» **INSTRUCTIONS TO FOLLOW**
Look through the data below and show every line that includes "clock".

» **Stored data**
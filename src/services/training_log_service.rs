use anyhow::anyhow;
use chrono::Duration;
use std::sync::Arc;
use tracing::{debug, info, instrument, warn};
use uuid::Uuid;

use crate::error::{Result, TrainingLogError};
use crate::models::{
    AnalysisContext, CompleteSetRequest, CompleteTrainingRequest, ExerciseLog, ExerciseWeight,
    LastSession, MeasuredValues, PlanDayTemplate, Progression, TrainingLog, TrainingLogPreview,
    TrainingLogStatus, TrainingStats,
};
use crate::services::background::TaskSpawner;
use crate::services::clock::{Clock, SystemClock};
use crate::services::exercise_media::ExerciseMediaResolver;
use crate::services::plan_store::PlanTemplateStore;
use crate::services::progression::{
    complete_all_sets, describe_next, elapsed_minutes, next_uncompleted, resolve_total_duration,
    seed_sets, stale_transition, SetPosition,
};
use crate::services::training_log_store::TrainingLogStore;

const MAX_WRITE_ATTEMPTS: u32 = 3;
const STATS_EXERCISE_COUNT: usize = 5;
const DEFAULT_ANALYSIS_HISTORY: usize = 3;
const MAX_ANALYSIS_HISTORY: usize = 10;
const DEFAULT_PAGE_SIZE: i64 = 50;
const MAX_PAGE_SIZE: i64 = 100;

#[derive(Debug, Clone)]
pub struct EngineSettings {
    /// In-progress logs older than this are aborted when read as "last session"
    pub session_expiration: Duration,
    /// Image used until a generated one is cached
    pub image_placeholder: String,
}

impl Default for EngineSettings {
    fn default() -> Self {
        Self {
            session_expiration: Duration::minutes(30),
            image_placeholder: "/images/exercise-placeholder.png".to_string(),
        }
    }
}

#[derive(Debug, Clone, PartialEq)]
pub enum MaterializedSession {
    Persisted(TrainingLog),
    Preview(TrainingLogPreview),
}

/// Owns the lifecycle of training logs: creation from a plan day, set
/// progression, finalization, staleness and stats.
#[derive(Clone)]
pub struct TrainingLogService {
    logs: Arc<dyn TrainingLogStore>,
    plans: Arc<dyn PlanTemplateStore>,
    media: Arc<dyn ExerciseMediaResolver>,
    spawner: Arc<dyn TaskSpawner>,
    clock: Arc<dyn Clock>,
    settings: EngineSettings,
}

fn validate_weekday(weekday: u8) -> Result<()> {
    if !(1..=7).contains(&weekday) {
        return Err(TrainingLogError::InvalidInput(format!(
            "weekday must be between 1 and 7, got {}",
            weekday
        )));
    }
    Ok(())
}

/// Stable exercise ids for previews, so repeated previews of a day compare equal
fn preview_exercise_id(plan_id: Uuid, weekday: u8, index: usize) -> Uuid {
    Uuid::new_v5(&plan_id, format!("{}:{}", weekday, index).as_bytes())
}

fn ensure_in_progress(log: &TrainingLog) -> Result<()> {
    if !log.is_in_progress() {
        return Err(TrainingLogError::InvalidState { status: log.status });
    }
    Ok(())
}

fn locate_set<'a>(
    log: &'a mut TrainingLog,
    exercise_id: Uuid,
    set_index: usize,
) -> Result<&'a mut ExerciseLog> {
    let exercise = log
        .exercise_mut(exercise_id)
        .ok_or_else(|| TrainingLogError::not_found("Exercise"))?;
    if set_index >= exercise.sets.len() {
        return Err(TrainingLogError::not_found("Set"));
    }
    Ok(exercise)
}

» **ANSWER FOR THE TASK**
use crate::services::clock::{Clock, SystemClock};
    clock: Arc<dyn Clock>,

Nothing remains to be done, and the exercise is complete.